Nurse Kettle said: ‘Good evening, Miss Rose. Good evening, Doctor. Hope it’s all right my taking the short cut.’ She glanced with decorum at Dr Lacklander. ‘The child with the abscess,’ she said, in explanation of her own appearance.

‘Ah, yes,’ Dr Lacklander said. ‘I’ve had a look at her. It’s your gardener’s little girl, Rose.’

They both began to talk to Nurse Kettle who listened with an expression of good humour. She was a romantic woman and took pleasure in the look of excitement on Dr Lacklander’s face and of shyness on Rose’s.

‘Nurse Kettle,’ Dr Lacklander said rapidly, ‘like a perfect angel, is going to look after my grandfather tonight. I don’t know what we should have done without her.’

‘And by that same token,’ Nurse Kettle added, ‘I’d better go on me way rejoicing or I shall be late on duty.’

They smiled and nodded at her. She squared her shoulders, glanced in a jocular manner at her bicycle and stumped off with it through the rose garden.

‘Well,’ she thought, ‘if that’s not a case, I’ve never seen young love before.
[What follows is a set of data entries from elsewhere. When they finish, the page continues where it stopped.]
//! Material properties

use serde::{Deserialize, Serialize};

use crate::error::{FEMError, FEMResult};
use crate::math::Mat3;

/// Linear-elastic isotropic material with a sheet thickness
#[derive(Debug, Clone, Copy, PartialEq, Serialize, Deserialize)]
pub struct Material {
    /// Modulus of elasticity (Young's modulus)
    pub young: f64,
    /// Poisson's ratio
    pub poisson: f64,
    /// Sheet thickness used for in-plane integration
    pub thickness: f64,
}

impl Material {
    /// Create a new material with given properties
    pub fn new(young: f64, poisson: f64, thickness: f64) -> Self {
        Self {
            young,
            poisson,
            thickness,
        }
    }

    /// Create a standard structural steel in MPa / mm units
    pub fn steel(thickness: f64) -> Self {
        Self::new(210_000.0, 0.3, thickness)
    }

    /// Create an aluminum (6061-T6) in MPa / mm units
    pub fn aluminum(thickness: f64) -> Self {
        Self::new(68_900.0, 0.33, thickness)
    }

    /// Check the properties needed to integrate a stiffness matrix.
    ///
    /// `element` is only used to label the error.
    pub fn validate(&self, element: usize) -> FEMResult<()> {
        if !(self.thickness > 0.0) {
            return Err(FEMError::InvalidMaterial {
                element,
                reason: format!("thickness must be positive, got {}", self.thickness),
            });
        }
        if !(self.young > 0.0) {
            return Err(FEMError::InvalidMaterial {
                element,
                reason: format!("Young's modulus must be positive, got {}", self.young),
            });
        }
        let denominator = (1.0 - 2.0 * self.poisson) * (1.0 + self.poisson);
        if denominator == 0.0 || !denominator.is_finite() {
            return Err(FEMError::InvalidMaterial {
                element,
                reason: format!(
                    "Poisson's ratio {} gives a zero constitutive denominator",
                    self.poisson
                ),
            });
        }
        Ok(())
    }

    /// Constitutive matrix relating (ex, ey, gxy) to (sx, sy, txy)
    ///
    /// D = E / ((1 - 2v)(1 + v)) * [[1 - v, v, 0], [v, 1 - v, 0], [0, 0, (1 - 2v) / 2]]
    pub fn constitutive_matrix(&self, element: usize) -> FEMResult<Mat3> {
        self.validate(element)?;

        let nu = self.poisson;
        let coef = self.young / ((1.0 - 2.0 * nu) * (1.0 + nu));

        #[rustfmt::skip]
        let d = Mat3::new(
            1.0 - nu, nu,       0.0,
            nu,       1.0 - nu, 0.0,
            0.0,      0.0,      (1.0 - 2.0 * nu) / 2.0,
        );

        Ok(d * coef)
    }
}

impl Default for Material {
    fn default() -> Self {
        Self::steel(1.0)
    }
}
Blow me down flat, but I never guessed! Fancy!’

As much refreshed by this incident as she would have been by a good strong cup of tea, she made her way to the gardener’s cottage, her last port of call before going up to Nunspardon.

When her figure, stoutly clad in her District Nurse’s uniform, had bobbed its way out of the enclosed garden, Rose Cartarette and Mark Lacklander looked at each other and laughed nervously.

Lacklander said: ‘She’s a fantastically good sort, old Kettle, but at that particular moment I could have done without her. I mustn’t stay, I suppose.’

‘Don’t you want to see my papa?’

‘Yes. But I shouldn’t wait. Not that one can do anything much for the grandparent, but they like me to be there.’

‘I’ll tell Daddy as soon as he comes in. He’ll go up at once, of course.’

‘We’d be very grateful. Grandfather sets great store by his coming.’